- **Exercise prompt**
Find all lines in the listing that include the word "kept", then copy them.

--------

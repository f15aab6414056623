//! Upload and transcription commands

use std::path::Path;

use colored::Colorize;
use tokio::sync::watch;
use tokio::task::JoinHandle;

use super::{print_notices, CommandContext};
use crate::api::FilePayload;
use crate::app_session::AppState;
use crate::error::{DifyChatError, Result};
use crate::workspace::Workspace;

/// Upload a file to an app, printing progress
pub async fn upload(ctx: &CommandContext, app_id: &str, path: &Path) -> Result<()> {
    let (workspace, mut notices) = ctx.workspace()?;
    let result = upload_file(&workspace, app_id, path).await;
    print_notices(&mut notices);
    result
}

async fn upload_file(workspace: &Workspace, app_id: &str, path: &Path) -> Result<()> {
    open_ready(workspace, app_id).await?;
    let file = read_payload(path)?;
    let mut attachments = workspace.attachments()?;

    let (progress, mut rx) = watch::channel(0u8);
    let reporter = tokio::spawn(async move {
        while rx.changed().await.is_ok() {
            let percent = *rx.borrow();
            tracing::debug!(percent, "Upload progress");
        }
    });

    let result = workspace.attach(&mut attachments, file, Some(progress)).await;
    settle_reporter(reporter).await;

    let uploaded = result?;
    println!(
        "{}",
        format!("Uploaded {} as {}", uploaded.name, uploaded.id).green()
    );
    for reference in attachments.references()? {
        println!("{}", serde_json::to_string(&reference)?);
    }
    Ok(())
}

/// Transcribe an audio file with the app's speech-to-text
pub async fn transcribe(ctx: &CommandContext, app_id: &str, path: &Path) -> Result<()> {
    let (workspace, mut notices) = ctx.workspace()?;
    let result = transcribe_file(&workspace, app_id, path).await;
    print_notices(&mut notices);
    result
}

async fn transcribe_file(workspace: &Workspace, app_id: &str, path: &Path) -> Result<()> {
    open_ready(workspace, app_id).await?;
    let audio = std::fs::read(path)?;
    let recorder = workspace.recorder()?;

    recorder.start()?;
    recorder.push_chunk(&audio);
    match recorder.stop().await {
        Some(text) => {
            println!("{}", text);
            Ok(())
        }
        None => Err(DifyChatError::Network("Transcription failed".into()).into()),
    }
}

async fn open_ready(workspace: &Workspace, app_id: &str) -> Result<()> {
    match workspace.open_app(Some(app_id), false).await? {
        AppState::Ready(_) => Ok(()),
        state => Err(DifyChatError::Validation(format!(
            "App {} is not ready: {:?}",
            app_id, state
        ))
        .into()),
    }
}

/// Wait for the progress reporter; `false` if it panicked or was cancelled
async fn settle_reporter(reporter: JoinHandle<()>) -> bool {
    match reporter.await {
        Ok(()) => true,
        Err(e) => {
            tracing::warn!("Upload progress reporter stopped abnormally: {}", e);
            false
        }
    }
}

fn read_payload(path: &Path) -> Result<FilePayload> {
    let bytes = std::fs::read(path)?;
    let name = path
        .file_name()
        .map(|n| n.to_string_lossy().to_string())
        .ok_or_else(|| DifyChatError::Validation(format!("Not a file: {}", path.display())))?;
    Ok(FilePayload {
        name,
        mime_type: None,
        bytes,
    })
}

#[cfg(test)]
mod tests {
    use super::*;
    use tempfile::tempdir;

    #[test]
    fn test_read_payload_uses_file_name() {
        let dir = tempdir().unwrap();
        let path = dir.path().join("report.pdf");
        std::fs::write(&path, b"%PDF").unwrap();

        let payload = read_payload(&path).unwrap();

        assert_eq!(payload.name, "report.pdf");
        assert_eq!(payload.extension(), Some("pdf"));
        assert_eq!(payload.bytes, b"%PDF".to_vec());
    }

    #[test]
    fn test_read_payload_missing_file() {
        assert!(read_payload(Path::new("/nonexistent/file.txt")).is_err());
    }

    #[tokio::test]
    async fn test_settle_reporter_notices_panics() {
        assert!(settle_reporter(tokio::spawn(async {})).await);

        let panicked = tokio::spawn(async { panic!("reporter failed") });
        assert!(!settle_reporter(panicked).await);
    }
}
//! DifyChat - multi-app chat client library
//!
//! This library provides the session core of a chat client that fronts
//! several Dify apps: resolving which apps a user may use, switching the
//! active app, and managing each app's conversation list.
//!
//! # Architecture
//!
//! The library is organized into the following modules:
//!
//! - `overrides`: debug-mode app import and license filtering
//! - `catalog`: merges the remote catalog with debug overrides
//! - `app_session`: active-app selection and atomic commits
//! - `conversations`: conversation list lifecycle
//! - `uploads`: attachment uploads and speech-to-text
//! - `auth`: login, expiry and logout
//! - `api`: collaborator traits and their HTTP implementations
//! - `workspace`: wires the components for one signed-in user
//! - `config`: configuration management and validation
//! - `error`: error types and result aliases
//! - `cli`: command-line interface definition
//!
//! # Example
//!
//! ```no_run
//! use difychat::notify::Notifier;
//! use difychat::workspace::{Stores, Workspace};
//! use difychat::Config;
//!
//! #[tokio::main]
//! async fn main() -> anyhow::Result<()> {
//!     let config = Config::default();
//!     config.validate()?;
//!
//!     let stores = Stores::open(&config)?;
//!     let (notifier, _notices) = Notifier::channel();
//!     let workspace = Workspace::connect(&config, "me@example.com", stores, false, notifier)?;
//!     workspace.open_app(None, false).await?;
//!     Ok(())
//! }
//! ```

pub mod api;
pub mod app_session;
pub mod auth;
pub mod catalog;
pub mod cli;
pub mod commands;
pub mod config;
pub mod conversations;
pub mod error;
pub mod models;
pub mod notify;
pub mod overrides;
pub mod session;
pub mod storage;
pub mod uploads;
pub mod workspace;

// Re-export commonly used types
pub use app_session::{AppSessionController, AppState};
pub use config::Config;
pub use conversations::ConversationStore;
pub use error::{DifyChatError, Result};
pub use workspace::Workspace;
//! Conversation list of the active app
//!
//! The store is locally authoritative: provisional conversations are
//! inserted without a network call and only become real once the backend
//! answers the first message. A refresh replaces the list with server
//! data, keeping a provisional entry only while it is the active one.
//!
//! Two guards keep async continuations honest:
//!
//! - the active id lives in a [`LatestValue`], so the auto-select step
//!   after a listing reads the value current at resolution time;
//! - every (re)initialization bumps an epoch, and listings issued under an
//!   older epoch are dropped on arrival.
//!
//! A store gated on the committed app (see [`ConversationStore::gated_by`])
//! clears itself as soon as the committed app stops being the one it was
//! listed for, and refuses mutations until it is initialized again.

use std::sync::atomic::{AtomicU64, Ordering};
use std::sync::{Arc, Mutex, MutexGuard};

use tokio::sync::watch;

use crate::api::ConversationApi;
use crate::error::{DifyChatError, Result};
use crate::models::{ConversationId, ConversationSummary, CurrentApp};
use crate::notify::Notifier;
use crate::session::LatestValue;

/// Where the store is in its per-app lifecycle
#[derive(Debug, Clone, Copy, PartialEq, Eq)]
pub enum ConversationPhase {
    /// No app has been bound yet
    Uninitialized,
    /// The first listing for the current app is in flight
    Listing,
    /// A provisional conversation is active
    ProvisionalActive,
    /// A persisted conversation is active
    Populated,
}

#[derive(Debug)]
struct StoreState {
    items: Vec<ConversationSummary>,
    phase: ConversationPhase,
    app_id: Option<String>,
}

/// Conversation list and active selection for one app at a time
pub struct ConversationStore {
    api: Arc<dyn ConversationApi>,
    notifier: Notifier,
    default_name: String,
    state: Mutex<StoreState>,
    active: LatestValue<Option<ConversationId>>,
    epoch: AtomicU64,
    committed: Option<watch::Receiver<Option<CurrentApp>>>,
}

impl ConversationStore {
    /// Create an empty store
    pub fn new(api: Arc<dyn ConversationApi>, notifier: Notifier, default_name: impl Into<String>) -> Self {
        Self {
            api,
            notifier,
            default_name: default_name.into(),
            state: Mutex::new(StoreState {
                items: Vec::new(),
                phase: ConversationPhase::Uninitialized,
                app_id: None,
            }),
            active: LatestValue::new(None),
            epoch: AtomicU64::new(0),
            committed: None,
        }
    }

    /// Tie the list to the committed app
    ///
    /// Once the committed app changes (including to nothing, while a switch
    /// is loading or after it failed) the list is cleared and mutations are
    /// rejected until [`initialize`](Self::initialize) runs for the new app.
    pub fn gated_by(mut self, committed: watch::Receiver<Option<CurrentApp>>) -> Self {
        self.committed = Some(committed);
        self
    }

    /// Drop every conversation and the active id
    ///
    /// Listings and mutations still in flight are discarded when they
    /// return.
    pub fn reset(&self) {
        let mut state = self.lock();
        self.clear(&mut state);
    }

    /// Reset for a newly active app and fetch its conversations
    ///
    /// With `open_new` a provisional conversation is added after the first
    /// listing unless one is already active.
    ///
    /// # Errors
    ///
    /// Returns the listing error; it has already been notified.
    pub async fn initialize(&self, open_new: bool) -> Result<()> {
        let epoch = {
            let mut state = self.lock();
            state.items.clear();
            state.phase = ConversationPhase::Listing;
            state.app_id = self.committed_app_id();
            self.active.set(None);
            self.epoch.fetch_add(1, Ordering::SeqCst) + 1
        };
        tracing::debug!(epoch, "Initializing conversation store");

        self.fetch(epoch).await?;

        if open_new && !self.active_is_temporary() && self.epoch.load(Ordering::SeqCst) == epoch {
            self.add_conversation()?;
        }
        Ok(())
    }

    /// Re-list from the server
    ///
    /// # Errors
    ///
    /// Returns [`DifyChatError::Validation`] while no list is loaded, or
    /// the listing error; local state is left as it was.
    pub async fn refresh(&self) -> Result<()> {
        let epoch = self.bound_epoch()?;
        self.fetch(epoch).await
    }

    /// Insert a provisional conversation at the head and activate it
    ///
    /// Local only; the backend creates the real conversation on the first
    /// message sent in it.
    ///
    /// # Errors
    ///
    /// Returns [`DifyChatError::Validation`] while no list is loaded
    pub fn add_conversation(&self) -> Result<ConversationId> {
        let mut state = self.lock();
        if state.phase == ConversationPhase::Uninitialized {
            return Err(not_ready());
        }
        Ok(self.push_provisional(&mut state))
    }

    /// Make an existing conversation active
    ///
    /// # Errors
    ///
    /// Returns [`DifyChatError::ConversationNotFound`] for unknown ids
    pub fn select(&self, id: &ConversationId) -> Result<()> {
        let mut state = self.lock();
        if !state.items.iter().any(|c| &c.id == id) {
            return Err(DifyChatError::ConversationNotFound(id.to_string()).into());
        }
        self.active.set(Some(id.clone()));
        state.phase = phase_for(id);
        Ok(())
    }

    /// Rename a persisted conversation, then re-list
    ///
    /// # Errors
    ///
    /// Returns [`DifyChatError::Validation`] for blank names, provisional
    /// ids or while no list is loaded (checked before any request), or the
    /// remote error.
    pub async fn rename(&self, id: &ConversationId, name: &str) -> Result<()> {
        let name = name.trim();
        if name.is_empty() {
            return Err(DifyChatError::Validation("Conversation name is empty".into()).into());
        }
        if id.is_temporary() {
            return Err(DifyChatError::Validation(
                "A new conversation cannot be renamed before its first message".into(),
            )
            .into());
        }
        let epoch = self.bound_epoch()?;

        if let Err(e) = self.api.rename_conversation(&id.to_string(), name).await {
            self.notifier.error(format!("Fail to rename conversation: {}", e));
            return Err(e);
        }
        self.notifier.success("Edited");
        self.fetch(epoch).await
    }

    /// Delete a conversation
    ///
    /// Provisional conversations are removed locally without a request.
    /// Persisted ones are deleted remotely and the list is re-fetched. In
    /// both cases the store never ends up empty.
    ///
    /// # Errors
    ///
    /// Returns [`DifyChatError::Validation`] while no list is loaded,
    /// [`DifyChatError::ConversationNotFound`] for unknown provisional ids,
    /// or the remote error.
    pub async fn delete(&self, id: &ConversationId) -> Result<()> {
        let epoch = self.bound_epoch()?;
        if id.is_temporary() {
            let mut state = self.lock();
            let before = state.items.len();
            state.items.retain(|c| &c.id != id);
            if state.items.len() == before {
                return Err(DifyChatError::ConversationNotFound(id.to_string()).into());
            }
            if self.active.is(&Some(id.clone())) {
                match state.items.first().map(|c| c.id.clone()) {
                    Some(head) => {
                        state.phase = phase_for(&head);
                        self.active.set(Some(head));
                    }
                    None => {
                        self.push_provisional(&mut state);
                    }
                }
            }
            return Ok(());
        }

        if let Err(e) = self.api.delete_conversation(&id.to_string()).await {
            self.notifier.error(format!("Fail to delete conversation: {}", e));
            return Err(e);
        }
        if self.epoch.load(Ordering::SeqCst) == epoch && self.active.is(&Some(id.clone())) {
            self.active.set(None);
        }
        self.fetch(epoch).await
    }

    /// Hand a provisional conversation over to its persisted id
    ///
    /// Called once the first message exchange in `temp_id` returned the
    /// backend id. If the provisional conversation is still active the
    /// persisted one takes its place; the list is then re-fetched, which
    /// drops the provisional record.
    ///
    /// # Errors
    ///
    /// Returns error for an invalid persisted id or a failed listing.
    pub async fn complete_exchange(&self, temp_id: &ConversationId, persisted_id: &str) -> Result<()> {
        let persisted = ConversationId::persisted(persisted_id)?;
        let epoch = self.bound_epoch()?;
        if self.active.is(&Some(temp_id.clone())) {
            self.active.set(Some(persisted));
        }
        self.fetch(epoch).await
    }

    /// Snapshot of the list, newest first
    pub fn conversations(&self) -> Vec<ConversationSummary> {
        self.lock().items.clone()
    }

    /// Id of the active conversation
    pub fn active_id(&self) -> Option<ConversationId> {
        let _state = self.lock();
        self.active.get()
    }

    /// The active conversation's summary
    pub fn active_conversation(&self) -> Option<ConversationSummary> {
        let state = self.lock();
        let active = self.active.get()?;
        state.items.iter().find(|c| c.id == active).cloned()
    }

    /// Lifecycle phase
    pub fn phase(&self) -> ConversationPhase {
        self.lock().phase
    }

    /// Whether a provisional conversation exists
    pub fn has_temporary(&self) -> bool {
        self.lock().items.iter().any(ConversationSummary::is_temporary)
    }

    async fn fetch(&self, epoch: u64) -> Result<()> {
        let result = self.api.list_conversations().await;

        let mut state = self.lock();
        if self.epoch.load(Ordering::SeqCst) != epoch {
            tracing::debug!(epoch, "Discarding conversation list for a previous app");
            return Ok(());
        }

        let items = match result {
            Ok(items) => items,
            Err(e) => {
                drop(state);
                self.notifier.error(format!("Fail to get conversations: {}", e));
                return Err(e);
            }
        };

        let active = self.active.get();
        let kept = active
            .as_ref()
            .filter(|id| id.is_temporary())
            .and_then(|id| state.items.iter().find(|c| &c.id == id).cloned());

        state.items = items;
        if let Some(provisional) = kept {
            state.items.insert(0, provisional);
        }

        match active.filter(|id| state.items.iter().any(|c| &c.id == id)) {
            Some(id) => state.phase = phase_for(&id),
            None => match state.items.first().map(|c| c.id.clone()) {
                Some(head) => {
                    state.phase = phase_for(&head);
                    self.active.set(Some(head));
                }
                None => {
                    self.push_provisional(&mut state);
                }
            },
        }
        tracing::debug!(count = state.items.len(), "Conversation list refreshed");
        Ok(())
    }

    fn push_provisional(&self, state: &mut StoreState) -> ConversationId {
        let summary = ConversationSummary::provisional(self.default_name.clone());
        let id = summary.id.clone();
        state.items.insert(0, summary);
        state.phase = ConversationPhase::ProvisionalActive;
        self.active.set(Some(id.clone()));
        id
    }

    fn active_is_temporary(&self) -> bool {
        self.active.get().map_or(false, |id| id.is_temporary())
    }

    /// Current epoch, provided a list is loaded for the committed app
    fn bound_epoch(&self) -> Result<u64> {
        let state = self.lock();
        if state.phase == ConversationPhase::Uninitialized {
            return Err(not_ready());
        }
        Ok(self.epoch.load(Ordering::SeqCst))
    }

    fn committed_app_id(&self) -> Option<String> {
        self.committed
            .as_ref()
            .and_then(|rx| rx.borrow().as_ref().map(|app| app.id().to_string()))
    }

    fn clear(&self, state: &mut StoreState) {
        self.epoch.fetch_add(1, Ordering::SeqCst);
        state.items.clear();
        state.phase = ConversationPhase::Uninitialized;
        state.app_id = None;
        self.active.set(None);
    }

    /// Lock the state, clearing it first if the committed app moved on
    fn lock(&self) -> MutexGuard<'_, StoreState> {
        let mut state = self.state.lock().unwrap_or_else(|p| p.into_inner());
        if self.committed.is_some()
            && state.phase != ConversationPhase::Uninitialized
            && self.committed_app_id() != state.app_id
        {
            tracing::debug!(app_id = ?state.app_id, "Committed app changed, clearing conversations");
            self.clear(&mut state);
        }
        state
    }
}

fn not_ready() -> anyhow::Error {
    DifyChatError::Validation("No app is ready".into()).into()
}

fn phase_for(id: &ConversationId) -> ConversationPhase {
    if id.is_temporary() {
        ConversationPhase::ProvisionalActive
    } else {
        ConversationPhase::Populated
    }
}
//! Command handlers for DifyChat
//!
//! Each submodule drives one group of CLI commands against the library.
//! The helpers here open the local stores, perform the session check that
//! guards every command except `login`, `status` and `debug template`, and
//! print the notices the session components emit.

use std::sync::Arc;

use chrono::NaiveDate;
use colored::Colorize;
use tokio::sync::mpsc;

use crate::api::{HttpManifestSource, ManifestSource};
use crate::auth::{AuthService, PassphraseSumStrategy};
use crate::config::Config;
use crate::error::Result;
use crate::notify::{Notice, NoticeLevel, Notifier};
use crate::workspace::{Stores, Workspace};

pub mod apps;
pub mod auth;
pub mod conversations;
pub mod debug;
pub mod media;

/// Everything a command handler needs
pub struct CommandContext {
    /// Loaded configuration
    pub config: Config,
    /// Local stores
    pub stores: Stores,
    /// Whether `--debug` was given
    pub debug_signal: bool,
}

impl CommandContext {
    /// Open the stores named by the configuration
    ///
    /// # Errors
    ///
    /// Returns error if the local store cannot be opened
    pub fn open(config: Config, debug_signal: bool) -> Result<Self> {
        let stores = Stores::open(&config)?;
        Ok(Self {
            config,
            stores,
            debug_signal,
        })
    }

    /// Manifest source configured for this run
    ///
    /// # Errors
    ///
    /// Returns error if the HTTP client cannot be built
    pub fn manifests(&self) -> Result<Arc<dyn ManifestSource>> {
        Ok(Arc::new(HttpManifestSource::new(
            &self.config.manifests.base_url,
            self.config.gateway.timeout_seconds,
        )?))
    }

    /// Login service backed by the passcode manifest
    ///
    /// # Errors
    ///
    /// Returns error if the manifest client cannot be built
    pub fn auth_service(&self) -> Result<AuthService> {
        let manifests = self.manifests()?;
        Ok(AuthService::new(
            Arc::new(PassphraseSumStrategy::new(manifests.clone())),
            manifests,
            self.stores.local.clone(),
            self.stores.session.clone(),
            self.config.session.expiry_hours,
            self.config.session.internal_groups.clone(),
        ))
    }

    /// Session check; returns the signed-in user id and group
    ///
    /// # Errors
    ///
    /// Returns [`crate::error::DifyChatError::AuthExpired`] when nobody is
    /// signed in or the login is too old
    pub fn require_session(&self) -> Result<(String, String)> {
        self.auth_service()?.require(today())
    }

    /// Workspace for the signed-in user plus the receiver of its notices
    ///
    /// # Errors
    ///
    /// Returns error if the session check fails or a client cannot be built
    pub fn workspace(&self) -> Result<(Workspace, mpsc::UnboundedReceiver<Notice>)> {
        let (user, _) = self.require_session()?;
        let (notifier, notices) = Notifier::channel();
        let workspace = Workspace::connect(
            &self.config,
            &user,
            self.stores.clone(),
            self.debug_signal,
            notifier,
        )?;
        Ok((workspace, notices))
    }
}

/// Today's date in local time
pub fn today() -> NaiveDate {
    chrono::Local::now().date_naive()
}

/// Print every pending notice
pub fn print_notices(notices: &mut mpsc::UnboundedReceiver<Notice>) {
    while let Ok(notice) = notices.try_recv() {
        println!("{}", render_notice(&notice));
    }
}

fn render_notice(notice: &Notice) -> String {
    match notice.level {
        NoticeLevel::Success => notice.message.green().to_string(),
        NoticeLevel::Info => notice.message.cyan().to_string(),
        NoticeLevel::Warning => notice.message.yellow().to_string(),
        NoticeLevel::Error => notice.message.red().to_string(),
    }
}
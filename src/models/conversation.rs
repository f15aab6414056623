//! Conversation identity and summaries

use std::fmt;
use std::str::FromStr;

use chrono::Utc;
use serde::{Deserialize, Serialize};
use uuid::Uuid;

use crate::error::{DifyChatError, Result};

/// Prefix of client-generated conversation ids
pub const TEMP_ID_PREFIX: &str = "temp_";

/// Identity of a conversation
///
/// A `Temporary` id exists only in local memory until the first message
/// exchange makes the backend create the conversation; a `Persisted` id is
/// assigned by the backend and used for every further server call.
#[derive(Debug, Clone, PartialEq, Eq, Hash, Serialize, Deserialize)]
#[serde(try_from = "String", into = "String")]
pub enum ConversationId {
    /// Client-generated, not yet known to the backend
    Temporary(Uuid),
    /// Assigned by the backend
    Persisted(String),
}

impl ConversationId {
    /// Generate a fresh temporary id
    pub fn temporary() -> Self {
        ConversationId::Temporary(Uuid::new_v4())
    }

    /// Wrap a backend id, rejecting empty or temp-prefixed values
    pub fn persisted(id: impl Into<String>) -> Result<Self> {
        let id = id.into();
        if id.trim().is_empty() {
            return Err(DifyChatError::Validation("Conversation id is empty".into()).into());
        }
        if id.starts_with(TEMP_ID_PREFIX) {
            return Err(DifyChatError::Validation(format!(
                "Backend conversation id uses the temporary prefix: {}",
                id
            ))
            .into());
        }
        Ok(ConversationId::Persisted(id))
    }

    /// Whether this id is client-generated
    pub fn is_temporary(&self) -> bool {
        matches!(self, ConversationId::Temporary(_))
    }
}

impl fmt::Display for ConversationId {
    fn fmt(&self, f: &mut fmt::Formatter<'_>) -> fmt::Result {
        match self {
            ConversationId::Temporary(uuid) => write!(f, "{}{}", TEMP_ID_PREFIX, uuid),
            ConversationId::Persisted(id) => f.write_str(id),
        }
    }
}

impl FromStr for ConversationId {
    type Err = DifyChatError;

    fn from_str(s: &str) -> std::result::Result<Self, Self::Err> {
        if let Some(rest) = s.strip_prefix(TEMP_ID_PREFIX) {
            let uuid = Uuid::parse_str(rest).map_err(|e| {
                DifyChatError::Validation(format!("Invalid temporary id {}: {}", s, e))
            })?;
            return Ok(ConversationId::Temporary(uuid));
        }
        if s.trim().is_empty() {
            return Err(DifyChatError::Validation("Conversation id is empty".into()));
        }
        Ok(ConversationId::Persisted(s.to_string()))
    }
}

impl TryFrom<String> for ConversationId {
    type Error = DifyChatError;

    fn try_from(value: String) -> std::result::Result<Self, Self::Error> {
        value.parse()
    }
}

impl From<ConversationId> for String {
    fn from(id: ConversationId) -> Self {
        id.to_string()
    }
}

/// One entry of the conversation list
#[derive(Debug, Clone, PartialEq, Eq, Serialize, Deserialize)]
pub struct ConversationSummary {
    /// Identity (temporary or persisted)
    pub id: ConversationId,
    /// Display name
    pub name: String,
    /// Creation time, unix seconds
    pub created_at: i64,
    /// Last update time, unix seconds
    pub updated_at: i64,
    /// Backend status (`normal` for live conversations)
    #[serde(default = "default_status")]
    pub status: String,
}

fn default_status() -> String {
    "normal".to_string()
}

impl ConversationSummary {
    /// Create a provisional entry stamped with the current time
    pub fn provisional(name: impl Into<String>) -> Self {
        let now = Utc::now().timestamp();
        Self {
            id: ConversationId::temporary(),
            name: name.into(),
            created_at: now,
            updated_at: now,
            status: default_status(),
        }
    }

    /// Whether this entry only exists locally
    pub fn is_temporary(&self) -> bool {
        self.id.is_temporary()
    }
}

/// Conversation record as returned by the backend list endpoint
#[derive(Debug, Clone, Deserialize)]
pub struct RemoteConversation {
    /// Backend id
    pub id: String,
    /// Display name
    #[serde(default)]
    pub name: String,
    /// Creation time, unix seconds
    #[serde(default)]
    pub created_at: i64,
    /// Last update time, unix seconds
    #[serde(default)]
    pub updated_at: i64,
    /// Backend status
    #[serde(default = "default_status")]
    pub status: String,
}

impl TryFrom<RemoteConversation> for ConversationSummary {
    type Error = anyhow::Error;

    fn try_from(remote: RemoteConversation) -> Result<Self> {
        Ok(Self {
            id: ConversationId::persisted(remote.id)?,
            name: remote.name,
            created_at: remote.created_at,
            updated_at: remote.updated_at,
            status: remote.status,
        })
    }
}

--------

- **Answer area**
        let kept = active
        if let Some(provisional) = kept {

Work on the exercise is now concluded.